Gervase shook his head. “I would give it all,” he cried, “ten times told, to make sure that he did not wilfully, consciously, to the detriment of his creditors, keep this back.”
“At the worst,” she said, evidently compelling herself to patience, “they are all paid; there is nobody to whom it is due.”
“No one that I know of; but, Madeline——”
“Oh,” she cried, almost wildly, “don’t bring up any more objections, Gervase! If it is your father’s, it is only right that he should provide for you. You have paid everything for him. You have no right to refuse him, or to make a fuss about the money. Don’t say any more! or it is I who will go out of my senses,” she cried, suddenly bursting into an almost hysterical flood of tears, which she had no power to restrain.
This brought Gervase to his senses. He was—oh, so tender of her weakness, of the excited nerves of which she had lost control, and the evident long tension of her feelings, which had broken at last. He took her into his arms and soothed her, calling her by every tender name he could think of. “What a brute I am—to torment you with all my whims and scruples! All you say is like gospel, Madeline. I know, I know it is all true. I don’t know what I deserve for troubling you with these idiotic fancies of mine. I know I ought to be too thankful that everything is thus made possible for us. And so I shall be when I have time to think. It is only the first shock, the conviction that my father——”
“Gervase,” she said, “don’t let any one but me hear you speak of him as you have done. He is your father. And how can you tell whether he is to blame? By you at least he should never be made to appear so. I feel sure—that he is not to blame.”
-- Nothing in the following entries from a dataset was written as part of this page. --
fn split_pair(pair: &str) -> Result<(&str, &str), CliError> {
    pair.split_once('=')
        .map(|(key, value)| (key.trim(), value))
        .filter(|(key, _)| !key.is_empty())
        .ok_or_else(|| CliError::Usage(format!("expected KEY=VALUE, got `{pair}`")))
}

fn run_template(store: &StateStore, command: TemplateCommand) -> Result<i32, CliError> {
    match command {
        TemplateCommand::List => {
            let document = store.load()?;
            let mut stdout = io::stdout();
            if document.templates.is_empty() {
                writeln!(stdout, "no templates")?;
                return Ok(0);
            }
            for (name, template) in &document.templates {
                if template.description.is_empty() {
                    writeln!(stdout, "{name}")?;
                } else {
                    writeln!(stdout, "{name}  {}", template.description)?;
                }
            }
            Ok(0)
        }
        TemplateCommand::Show { name } => {
            let document = store.load()?;
            let template = document
                .templates
                .get(&name)
                .ok_or_else(|| CliError::Usage(format!("template `{name}` not found")))?;
            let rendered = serde_json::to_string_pretty(template)
                .map_err(|err| CliError::Usage(err.to_string()))?;
            writeln!(io::stdout(), "{rendered}")?;
            Ok(0)
        }
        TemplateCommand::Set {
            name,
            pairs,
            description,
        } => {
            let mut document = store.load()?;
            let template = document
                .templates
                .entry(name.clone())
                .or_insert_with(|| Template {
                    name: name.clone(),
                    created_at: Some(now_iso_utc()),
                    ..Template::default()
                });
            for pair in &pairs {
                let (key, raw) = split_pair(pair)?;
                template.config.insert(key.to_owned(), coerce_value(raw));
            }
            if let Some(text) = description {
                template.description = text;
            }
            template.updated_at = Some(now_iso_utc());
            store.save(&mut document)?;
            writeln!(io::stdout(), "template {name} updated")?;
            Ok(0)
        }
        TemplateCommand::Unset { name, keys } => {
            let mut document = store.load()?;
            let template = document
                .templates
                .get_mut(&name)
                .ok_or_else(|| CliError::Usage(format!("template `{name}` not found")))?;
            for key in &keys {
                template.config.remove(key);
            }
            template.updated_at = Some(now_iso_utc());
            store.save(&mut document)?;
            writeln!(io::stdout(), "template {name} updated")?;
            Ok(0)
        }
        TemplateCommand::Delete { name } => {
            let mut document = store.load()?;
            if document.templates.remove(&name).is_none() {
                return Err(CliError::Usage(format!("template `{name}` not found")));
            }
            store.save(&mut document)?;
            writeln!(io::stdout(), "template {name} deleted")?;
            Ok(0)
        }
    }
}

fn run_ssh_config(store: &StateStore, command: SshCommand) -> Result<i32, CliError> {
    match command {
        SshCommand::Add { name, private } => {
            let document = store.load()?;
            let record = document
                .sessions
                .get(&name)
                .ok_or_else(|| LifecycleError::SessionNotFound(name.clone()))?;
            let recorded = if private {
                record.private_ip.clone()
            } else {
                record.public_ip.clone()
            };
            let host = recorded.ok_or_else(|| {
                CliError::Usage(format!("no ip recorded for {name}; run `skiff sync` first"))
            })?;
            let alias = upsert_ssh_block(&document, &name, &host)?;
            writeln!(io::stdout(), "SSH config: Host {alias}")?;
            Ok(0)
        }
        SshCommand::Del { name } => {
            let path = ssh_config_path()?;
            let removed = skiff::ssh_config::remove(&path, &name)?;
            if removed {
                writeln!(io::stdout(), "removed ssh config block for {name}")?;
            } else {
                writeln!(io::stdout(), "no ssh config block for {name}")?;
            }
            Ok(0)
        }
    }
}

/// Writes or replaces the managed block for a session, returning the host
/// alias that was written.
fn upsert_ssh_block(
    document: &StateDocument,
    name: &str,
    host: &str,
) -> Result<String, CliError> {
    let record = document
        .sessions
        .get(name)
        .ok_or_else(|| LifecycleError::SessionNotFound(name.to_owned()))?;
    let settings = connection_settings(document, None)?;
    let prefix = document
        .config_str("ssh_config_host_prefix")
        .unwrap_or(DEFAULT_HOST_PREFIX);
    let alias = default_host_alias(name, prefix);
    let user = record
        .ssh_user
        .clone()
        .or_else(|| document.config_str("ssh_user").map(str::to_owned))
        .unwrap_or_else(|| String::from("root"));
    let entry = SshConfigEntry {
        identity_file: Some(settings.key_path.clone()),
        strict_host_key_checking: settings.strict_host_key_checking,
        ..SshConfigEntry::new(name, &alias, host, &user)
    };
    let path = ssh_config_path()?;
    skiff::ssh_config::upsert(&path, &entry)?;
    Ok(alias)
}

fn ssh_config_path() -> Result<Utf8PathBuf, CliError> {
    for var in ["HOME", "USERPROFILE"] {
        if let Ok(value) = std::env::var(var)
            && !value.trim().is_empty()
        {
            return Ok(Utf8PathBuf::from(value).join(".ssh").join("config"));
        }
    }
    Err(CliError::Usage(String::from(
        "cannot determine home directory for ~/.ssh/config",
    )))
}

/// Provider stand-in for commands that never touch the network.
struct NoProvider;

impl skiff::ComputeProvider for NoProvider {
    fn create_instance(
        &self,
        _spec: &skiff::CreateInstanceSpec,
    ) -> skiff::provider::ProviderFuture<'_, String> {
        Box::pin(async { Err(offline()) })
    }

    fn start_instance(
        &self,
        _region_id: &str,
        _instance_id: &str,
    ) -> skiff::provider::ProviderFuture<'_, ()> {
        Box::pin(async { Err(offline()) })
    }

    fn stop_instance(
        &self,
        _region_id: &str,
        _instance_id: &str,
        _force: bool,
        _mode: StopMode,
    ) -> skiff::provider::ProviderFuture<'_, ()> {
        Box::pin(async { Err(offline()) })
    }

    fn delete_instance(
        &self,
        _region_id: &str,
        _instance_id: &str,
        _force: bool,
    ) -> skiff::provider::ProviderFuture<'_, ()> {
        Box::pin(async { Err(offline()) })
    }

    fn describe_instance(
        &self,
        _region_id: &str,
        _instance_id: &str,
    ) -> skiff::provider::ProviderFuture<'_, Option<skiff::InstanceSnapshot>> {
        Box::pin(async { Err(offline()) })
    }

    fn list_instances(
        &self,
        _region_id: &str,
        _tag_filter: Option<&skiff::provider::TagFilter>,
    ) -> skiff::provider::ProviderFuture<'_, Vec<skiff::InstanceSnapshot>> {
        Box::pin(async { Err(offline()) })
    }

    fn list_regions(
        &self,
        _seed_region: &str,
    ) -> skiff::provider::ProviderFuture<'_, Vec<String>> {
        Box::pin(async { Err(offline()) })
    }

    fn allocate_public_ip(
        &self,
        _region_id: &str,
        _instance_id: &str,
    ) -> skiff::provider::ProviderFuture<'_, String> {
        Box::pin(async { Err(offline()) })
    }
}

fn offline() -> ProviderError {
    ProviderError::Validation(String::from("this command does not use the provider"))
}

#[cfg(test)]
mod tests {
    use super::*;

    fn record(name: &str, status: &str, public_ip: Option<&str>) -> SessionRecord {
        SessionRecord {
            name: name.to_owned(),
            status: status.to_owned(),
            public_ip: public_ip.map(str::to_owned),
            instance_id: format!("i-{name}"),
            region_id: String::from("eu-central-1"),
            ..SessionRecord::default()
        }
    }

    #[test]
    fn session_table_aligns_columns() {
        let mut document = StateDocument::new();
        for session in [
            record("dev", "Running", Some("203.0.113.9")),
            record("long-session-name", "Stopped", None),
        ] {
            document.sessions.insert(session.name.clone(), session);
        }
        let table = render_session_table(&document);
        let lines: Vec<&str> = table.lines().collect();
        assert_eq!(lines.len(), 3);
        assert!(lines.first().is_some_and(|line| line.starts_with("NAME")));
        assert!(table.contains("long-session-name"));
        assert!(table.contains("203.0.113.9"));
        assert!(table.contains("  -  "), "missing placeholder for no ip");
    }

    #[test]
    fn empty_table_is_just_the_header() {
        let document = StateDocument::new();
        assert_eq!(
            render_session_table(&document),
            "NAME  STATUS  PUBLIC_IP  INSTANCE_ID  REGION"
        );
    }

    #[test]
    fn write_error_includes_remediation_hints() {
        let err = CliError::Provider(ProviderError::Api {
            code: String::from("InvalidSystemDiskCategory.ValueNotSupported"),
            message: String::from("nope"),
            request_id: String::from("req-1"),
        });
        let mut buffer = Vec::new();
        write_error(&mut buffer, &err);
        let text = String::from_utf8_lossy(&buffer);
        assert!(text.contains("error:"));
        assert!(text.contains("hint:"));
    }

    #[test]
    fn pairs_must_contain_an_equals_sign() {
        assert!(split_pair("region_id=eu-central-1").is_ok());
        assert!(split_pair("region_id").is_err());
        assert!(split_pair("=value").is_err());
    }
}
“If you think so, I will think so too,” he cried fervently. And he did his best to keep his word. He kept it at least in her presence, while her faith influenced him. If his heart sank when he was alone, nobody was the wiser. And, indeed, from this moment the pace of events was so much accelerated that Gervase had much less time to think. Mr Thursley received the news of his sudden accession of wealth with a long whistle, in which was surprise, yet something else besides surprise. “I thought as much,” he said, nodding his head; but what he thought he did not explain. He went chuckling about the house for the remainder of the day, uttering now and then a broken exclamation in which there was something about an old fox. Gervase was wise enough to ask no explanations. He felt in his heart that Mr Thursley thought as he did, but was not wounded as he was by the thought: and the young man breathed a sigh of relief, and thanked heaven that he was freed for ever from those methods and tenets, which made it not entirely blamable in a man to hold back something that was not his, and make meet provision for his own necessities, while preserving the semblance of perfect honour to others. He himself had to keep silence, or to consent to be considered ultra-fantastical even by the woman he loved. He yielded to fate, not willingly, with a sense of repugnance, and resistance which would have seemed extraordinary, unjustifiable almost to all reasonable people. Perhaps it was no great shadow among all the brightness that now surrounded him, but still he felt it to the bottom of his heart.